PHOTO ALAIN ROBERGE, LA PRESSE

Joséphine Bacon (à gauche) et Émilie Monnet partagent une grande complicité.

Je tenais aussi à rassembler plusieurs générations de femmes. On a beaucoup à apprendre les unes des autres. Et on aime différemment en ville et au territoire. Il suffit de penser à Tinder… L’éventail amoureux est très diversifié.

Émilie Monnet

Joséphine Bacon renchérit : « Me retrouver avec ces jeunes, avec des femmes indiennes, c’est un bonheur, une offrande que j’accepte. Les côtoyer me nourrit pour le reste de la journée. Ce spectacle sera un beau partage entre nous et avec le public. »

Ensemble, toutes ces femmes ont le désir de réfléchir à notre rapport à l’autre et aux dommages causés par la colonisation sur ces mêmes rapports. « Il y a des choses qui existaient avant la colonisation et qui n’ont pas été transmises. Il y a des enseignements à aller chercher, notamment en réfléchissant à la liberté qu’avaient les femmes wendates. Des bribes de mémoire sont arrivées jusqu’à nous par les écrits des jésuites », dit Émilie Monnet.

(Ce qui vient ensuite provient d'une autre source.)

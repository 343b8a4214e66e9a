//! storyline narrated test runs
//!
//! Drives test classes whose story methods narrate themselves: every step
//! call is turned into a readable sentence and written to a narration
//! sink, lifecycle hooks run around each method, and collaborators come
//! from an object graph cached per module set.
//!
//! # Core Concepts
//!
//! - [`TestClass`] / [`MethodDecl`]: declared class, modules and methods
//! - [`ClassRunner`]: the class-run state machine
//! - [`Narrator`]: explicit story/step interception
//! - [`ExpectationSpec`]: failure expected from a step
//! - [`NarrationSink`] / [`StoryConverter`]: narration output, overridable
//!   through the graph
//!
//! # Example
//!
//! ```rust
//! use storyline_core::prelude::*;
//!
//! #[derive(Default)]
//! struct Fixtures;
//!
//! impl Module for Fixtures {
//!     fn configure(&self, _binder: &mut Binder) -> Result<(), ConfigError> {
//!         Ok(())
//!     }
//! }
//!
//! #[derive(Default)]
//! struct Arithmetic;
//!
//! let class = TestClass::<Arithmetic>::with_default("Arithmetic")
//!     .with_module::<Fixtures>()
//!     .method(MethodDecl::story("addingTwoNumbers"), |_, narrator| {
//!         let sum = narrator.step("adding_$1_and_$2", &args![2, 3], || Ok(2 + 3))?;
//!         if sum != 5 {
//!             return Err(TestError::assertion("wrong sum"));
//!         }
//!         Ok(())
//!     });
//!
//! let report = run_class(RunnerKind::Story, class).unwrap();
//! report.assert_success();
//! ```

#![warn(missing_docs)]
#![warn(unreachable_pub)]

pub mod config;
pub mod decl;
pub mod error;
pub mod expect;
pub mod failure;
pub mod narration;
pub mod narrator;
pub mod notifier;
pub mod runner;

// Re-exports
pub use config::{RunnerConfig, DEFAULT_FINALIZER};
pub use decl::{InstanceFactory, Marker, MethodBody, MethodDecl, Signature, TestClass, TestMethod, Visibility};
pub use error::{InitializationError, RunnerConfigError, ShapeError};
pub use expect::{verify, ExpectationMismatch, ExpectationSpec};
pub use failure::{Failure, FailureKind, StepError, TestError};
pub use narration::{DefaultStoryConverter, LogSink, NarrationSink, StoryConverter, TITLE_SEPARATOR};
pub use narrator::{Narrator, Outcome};
pub use notifier::{RunNotifier, RunReport, TestOutcome, TestRecord};
pub use runner::{run_class, run_class_with, ClassRunner, ClassState, RunnerKind};

pub use storyline_graph::{ClassInfo, MethodInfo};

/// Version of this crate
pub const VERSION: &str = env!("CARGO_PKG_VERSION");

/// Prelude module for common imports
pub mod prelude {
    //! Common imports for writing narrated test classes
    pub use crate::{
        run_class, ClassRunner, ExpectationSpec, Failure, MethodDecl, Narrator, Outcome,
        RunReport, RunnerKind, StepError, TestClass, TestError,
    };
    pub use storyline_graph::{Binder, ConfigError, Module, Scope, TestHook};
    pub use storyline_text::{args, Value};
}
//! storyline sentence pipeline
//!
//! Turns machine-style method identifiers and their call arguments into
//! readable sentences.
//!
//! # Core Concepts
//!
//! - [`TextRule`]: one pure string transform
//! - [`ArgumentFormatter`]: type-directed rendering of call arguments
//! - [`MessageConverter`]: the fixed rule chain, with fallback to the raw identifier
//! - [`Value`]: opaque call argument
//!
//! # Example
//!
//! ```rust
//! use storyline_text::{args, MessageConverter};
//!
//! let converter = MessageConverter::new();
//! let sentence = converter.convert(
//!     "while_the_second_step_takes_the_list_$1",
//!     &[],
//!     &args![vec![1, 2, 3]],
//! );
//! assert_eq!(sentence, "While the second step takes the list 1, 2 and 3");
//! ```

#![warn(missing_docs)]
#![warn(unreachable_pub)]

pub mod converter;
pub mod error;
pub mod format;
pub mod rule;
pub mod value;

// Re-exports
pub use converter::MessageConverter;
pub use error::{ConversionError, FieldError, FormatError};
pub use format::{
    ArgumentFormatter, FormatterConfig, AND_SEPARATOR, ARGUMENT_NULL, COMMA_SEPARATOR,
    FIELD_NOT_FOUND,
};
pub use rule::{
    default_rules, CapitalizeFirst, Call, CollapseWhitespace, DoubleUnderscoreToComma,
    SplitCamelCase, SubstituteArguments, TextRule, UnderscoreAndDollarToSpace,
    ARGUMENT_OUT_OF_BOUND,
};
pub use value::{Argument, Record, Value};

/// Build a `Vec<Value>` from heterogeneous arguments
///
/// ```rust
/// use storyline_text::{args, Value};
///
/// let values: Vec<Value> = args!["one", 2, None::<i32>];
/// assert_eq!(values.len(), 3);
/// ```
#[macro_export]
macro_rules! args {
    () => {
        ::std::vec::Vec::<$crate::Value>::new()
    };
    ($($arg:expr),+ $(,)?) => {
        ::std::vec![$($crate::Value::from($arg)),+]
    };
}

/// Version of this crate
pub const VERSION: &str = env!("CARGO_PKG_VERSION");

/// Prelude module for common imports
pub mod prelude {
    //! Common imports for sentence conversion
    pub use crate::{args, Argument, ArgumentFormatter, MessageConverter, TextRule, Value};
}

Elle poursuit : « J’ai envie d’offrir un autre regard sur notre peuple. L’impact de la colonisation a engendré plusieurs problèmes, notamment pour ce qui est des violences sexuelles. Or, la sensualité est une notion qui est ancrée au territoire. Chez nous, l’amour est plus qu’une relation physique ou charnelle. »

Chacune viendra donc apporter son éclairage personnel, selon la forme qui lui plaira. Chansons, contes, nouvelle érotique, poème… Et comme le promet Joséphine Bacon, les mots pourront changer de soir en soir, à l’image de la tradition orale…

Pour Émilie Monnet, Neecheemus marque le début d’un nouveau cycle après celui consacré à l’histoire de l’esclave autochtone Marguerite Duplessis. « Ce cycle de l’amour s’attardera davantage sur la frontière entre l’humain et le non-humain. Il sera notamment question de notre rapport aux arbres, mais aussi d’amitié. » Bref, la source est loin d’être tarie pour Émilie Monnet.